In rural Iowa, Peg Sandeen recalls, living with AIDS meant living under the cloud of your neighbors’ judgment. After her husband, John, fell ill in 1992, the rumors began swirling. The couple had almost learned to live with the stigma when things took a turn for the worse.

In 1993, ravaged by his disease and running out of options, John wanted to make one final decision: to die on his own terms, with the help of life-ending medication. But at the time, there was no way to convey to his doctors what he wanted. As the debate over assisted dying raged in far-off Oregon, the headlines offered up only loaded words: murder, euthanasia, suicide.

John was adamant that what he wanted was not suicide. He loved his life: his wife, who had married him even though he had asked her to leave when he learned he was H.I.V. positive; their 2-year-old daughter, Hannah; and playing Neil Young songs on guitar, a pleasure that was rapidly being taken from him as his faculties slipped away.

“This was not a man who wanted to commit suicide, at all,” said Ms. Sandeen, now the chief executive of Death With Dignity, a group that supports aid-in-dying laws across the country. To her, the word only added more judgment to the homophobia and AIDS phobia that they — and others who found themselves in a similar position — were facing.

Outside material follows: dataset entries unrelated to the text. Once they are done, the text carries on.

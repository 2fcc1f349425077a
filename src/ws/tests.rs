//! Tests for the WebSocket reader and writer.

use bytes::{BufMut, Bytes};
use rstest::rstest;

use super::{protocol::OPCODE_CONTINUATION, *};
use crate::connection::Role;

#[derive(Debug, PartialEq, Eq)]
enum Event {
    Message(Message),
    Ping(Bytes),
    Pong(Bytes),
    Close(u16, String),
}

#[derive(Debug, Default)]
struct Recorder(Vec<Event>);

impl FrameCallback for Recorder {
    fn on_message(&mut self, message: Message) { self.0.push(Event::Message(message)); }

    fn on_ping(&mut self, payload: Bytes) { self.0.push(Event::Ping(payload)); }

    fn on_pong(&mut self, payload: Bytes) { self.0.push(Event::Pong(payload)); }

    fn on_close(&mut self, code: u16, reason: String) { self.0.push(Event::Close(code, reason)); }
}

/// Encode one frame with the given first byte, masking with `mask` if set.
fn frame(b0: u8, payload: &[u8], mask: Option<[u8; 4]>) -> Vec<u8> {
    let mut out = vec![b0];
    let mask_bit = if mask.is_some() { 0x80 } else { 0 };
    match payload.len() {
        len @ 0..=125 => out.push(mask_bit | u8::try_from(len).expect("short length")),
        len @ 126..=0xffff => {
            out.push(mask_bit | 126);
            out.put_u16(u16::try_from(len).expect("16-bit length"));
        }
        len => {
            out.push(mask_bit | 127);
            out.put_u64(len as u64);
        }
    }
    let mut body = payload.to_vec();
    if let Some(key) = mask {
        out.extend_from_slice(&key);
        protocol::toggle_mask(&mut body, key, 0);
    }
    out.extend_from_slice(&body);
    out
}

/// Read frames until the source is exhausted, a close frame, or an error.
async fn read_all(role: Role, wire: &[u8]) -> (Vec<Event>, Result<(), WebSocketError>) {
    let mut reader = WebSocketReader::new(role, wire, Recorder::default());
    let result = loop {
        match reader.process_next_frame().await {
            Ok(()) if reader.is_closed() => break Ok(()),
            Ok(()) => {}
            Err(WebSocketError::UnexpectedEof) => break Ok(()),
            Err(e) => break Err(e),
        }
    };
    let (_, recorder) = reader.into_inner();
    (recorder.0, result)
}

async fn protocol_error(role: Role, wire: &[u8]) -> String {
    match read_all(role, wire).await.1 {
        Err(WebSocketError::Protocol(message)) => message,
        other => panic!("expected a protocol error, got {other:?}"),
    }
}

#[tokio::test]
async fn client_reads_unmasked_text() {
    let (events, result) = read_all(Role::Client, &frame(0x81, b"Hello", None)).await;
    result.expect("read");
    assert_eq!(events, vec![Event::Message(Message::Text("Hello".into()))]);
}

#[tokio::test]
async fn server_unmasks_client_frames() {
    let wire = frame(0x82, &[0, 1, 2, 3, 4, 5, 6], Some([0x37, 0xfa, 0x21, 0x3d]));
    let (events, result) = read_all(Role::Server, &wire).await;
    result.expect("read");
    assert_eq!(
        events,
        vec![Event::Message(Message::Binary(Bytes::from_static(&[0, 1, 2, 3, 4, 5, 6])))]
    );
}

#[rstest]
#[case::masked_to_client(Role::Client, frame(0x81, b"x", Some([1, 2, 3, 4])), "Server-sent frames must not be masked.")]
#[case::unmasked_to_server(Role::Server, frame(0x81, b"x", None), "Client-sent frames must be masked.")]
#[case::fragmented_control(Role::Client, frame(0x09, b"", None), "Control frames must be final.")]
#[case::reserved_bits(Role::Client, frame(0xc1, b"", None), "Reserved flags are unsupported.")]
#[case::oversized_control(Role::Client, frame(0x89, &[0; 126], None), "Control frame must be less than 125B.")]
#[case::one_byte_close(Role::Client, frame(0x88, &[3], None), "Malformed close payload length of 1.")]
#[case::reserved_close_code(Role::Client, frame(0x88, &1005u16.to_be_bytes(), None), "Code 1005 is reserved and may not be used.")]
#[case::close_code_range(Role::Client, frame(0x88, &999u16.to_be_bytes(), None), "Code must be in range [1000,5000): 999")]
#[case::unknown_opcode(Role::Client, frame(0x83, b"", None), "Unknown opcode: 3")]
#[case::unknown_control(Role::Client, frame(0x8b, b"", None), "Unknown control opcode: b")]
#[case::negative_length(
    Role::Client,
    vec![0x82, 127, 0x80, 0, 0, 0, 0, 0, 0, 0],
    "Frame length 0x8000000000000000 > 0x7FFFFFFFFFFFFFFF"
)]
#[tokio::test]
async fn framing_violations(#[case] role: Role, #[case] wire: Vec<u8>, #[case] message: &str) {
    assert_eq!(protocol_error(role, &wire).await, message);
}

#[tokio::test]
async fn empty_close_reports_no_status_and_closes_the_reader() {
    let mut wire = frame(0x88, b"", None);
    wire.extend(frame(0x81, b"late", None));
    let mut reader = WebSocketReader::new(Role::Client, &wire[..], Recorder::default());
    reader.process_next_frame().await.expect("close");
    assert!(reader.is_closed());
    assert!(matches!(
        reader.process_next_frame().await,
        Err(WebSocketError::Closed)
    ));
    assert_eq!(reader.callback().0, vec![Event::Close(1005, String::new())]);
}

#[tokio::test]
async fn close_with_code_and_reason() {
    let mut payload = 1000u16.to_be_bytes().to_vec();
    payload.extend_from_slice(b"bye");
    let (events, result) = read_all(Role::Client, &frame(0x88, &payload, None)).await;
    result.expect("read");
    assert_eq!(events, vec![Event::Close(1000, "bye".into())]);
}

#[tokio::test]
async fn control_frames_interleave_with_fragments() {
    let mut wire = frame(0x01, b"Hel", None);
    wire.extend(frame(0x89, b"p", None));
    wire.extend(frame(0x8a, b"q", None));
    wire.extend(frame(0x80, b"lo", None));
    let (events, result) = read_all(Role::Client, &wire).await;
    result.expect("read");
    assert_eq!(
        events,
        vec![
            Event::Ping(Bytes::from_static(b"p")),
            Event::Pong(Bytes::from_static(b"q")),
            Event::Message(Message::Text("Hello".into())),
        ]
    );
}

#[tokio::test]
async fn each_fragment_unmasks_from_its_own_offset() {
    let mut wire = frame(0x02, b"abcde", Some([9, 8, 7, 6]));
    wire.extend(frame(0x80, b"fgh", Some([1, 2, 3, 4])));
    let (events, result) = read_all(Role::Server, &wire).await;
    result.expect("read");
    assert_eq!(
        events,
        vec![Event::Message(Message::Binary(Bytes::from_static(b"abcdefgh")))]
    );
}

#[tokio::test]
async fn fragments_require_continuation_opcode() {
    let mut wire = frame(0x01, b"a", None);
    wire.extend(frame(0x82, b"b", None));
    assert_eq!(
        protocol_error(Role::Client, &wire).await,
        "Expected continuation opcode. Got: 2"
    );
}

#[tokio::test]
async fn close_between_fragments_ends_the_message() {
    let mut wire = frame(0x01, b"a", None);
    wire.extend(frame(0x88, b"", None));
    wire.extend(frame(0x80, b"b", None));
    let mut reader = WebSocketReader::new(Role::Client, &wire[..], Recorder::default());
    assert!(matches!(
        reader.process_next_frame().await,
        Err(WebSocketError::Closed)
    ));
    assert_eq!(reader.callback().0, vec![Event::Close(1005, String::new())]);
}

#[rstest]
#[case::short(300)]
#[case::long(70_000)]
#[tokio::test]
async fn extended_lengths(#[case] len: usize) {
    let payload: Vec<u8> = (0..len).map(|i| (i % 251) as u8).collect();
    let (events, result) = read_all(Role::Client, &frame(0x82, &payload, None)).await;
    result.expect("read");
    assert_eq!(events, vec![Event::Message(Message::Binary(payload.into()))]);
}

#[tokio::test]
async fn truncated_frame_is_unexpected_eof() {
    let wire = [0x81, 5, b'a'];
    let mut reader = WebSocketReader::new(Role::Client, &wire[..], Recorder::default());
    assert!(matches!(
        reader.process_next_frame().await,
        Err(WebSocketError::UnexpectedEof)
    ));
}

#[tokio::test]
async fn invalid_utf8_text_is_rejected() {
    let (_, result) = read_all(Role::Client, &frame(0x81, &[0xff, 0xfe], None)).await;
    assert!(matches!(result, Err(WebSocketError::InvalidUtf8)));
}

#[tokio::test]
async fn client_writer_output_reads_back_on_a_server() {
    let (client, server) = tokio::io::duplex(1 << 20);
    let mut writer = WebSocketWriter::new(Role::Client, client);
    let big = vec![7u8; 70_000];
    writer.write_text("hi").await.expect("text");
    writer.write_fragment(protocol::OPCODE_BINARY, b"ab", false).await.expect("first");
    writer.write_ping(b"ping").await.expect("ping");
    writer.write_fragment(OPCODE_CONTINUATION, b"cd", true).await.expect("last");
    writer.write_binary(&big).await.expect("binary");
    writer.write_close(Some(1000), "done").await.expect("close");
    assert!(matches!(writer.write_text("late").await, Err(WebSocketError::Closed)));

    let mut reader = WebSocketReader::new(Role::Server, server, Recorder::default());
    while !reader.is_closed() {
        reader.process_next_frame().await.expect("frame");
    }
    let (_, recorder) = reader.into_inner();
    assert_eq!(
        recorder.0,
        vec![
            Event::Message(Message::Text("hi".into())),
            Event::Ping(Bytes::from_static(b"ping")),
            Event::Message(Message::Binary(Bytes::from_static(b"abcd"))),
            Event::Message(Message::Binary(big.into())),
            Event::Close(1000, "done".into()),
        ]
    );
}

#[tokio::test]
async fn writer_rejects_reserved_close_codes_and_large_pings() {
    let mut writer = WebSocketWriter::new(Role::Server, Vec::new());
    assert!(matches!(
        writer.write_close(Some(1005), "").await,
        Err(WebSocketError::Protocol(_))
    ));
    assert!(matches!(
        writer.write_ping(&[0; 126]).await,
        Err(WebSocketError::Protocol(_))
    ));
    writer.write_pong(b"ok").await.expect("pong");
    assert_eq!(writer.into_inner(), vec![0x8a, 2, b'o', b'k']);
}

John had expressed to his wife his wish to die on his own terms. But, to her knowledge, he never spoke about it with his physicians. At the time, it felt impossible to bring it up as simply a medical question, not a moral one.

“Even if the answer was, ‘No, we can’t offer that,’ that would have made such a difference,” she said. “We were just facing so much stigma that even to have the ability to have this end-of-life care conversation would have just been remarkable.”

John succumbed to the virus on Dec. 9, 1993, less than a year before the Death With Dignity Act passed narrowly in Oregon. Since its enactment in 1997, more than 3,700 Oregonians have taken measures permitted by the law, which allows patients with a terminal illness and the approval of two doctors to receive life-ending medication. The practice is now legal in 10 U.S. states and Washington, D.C.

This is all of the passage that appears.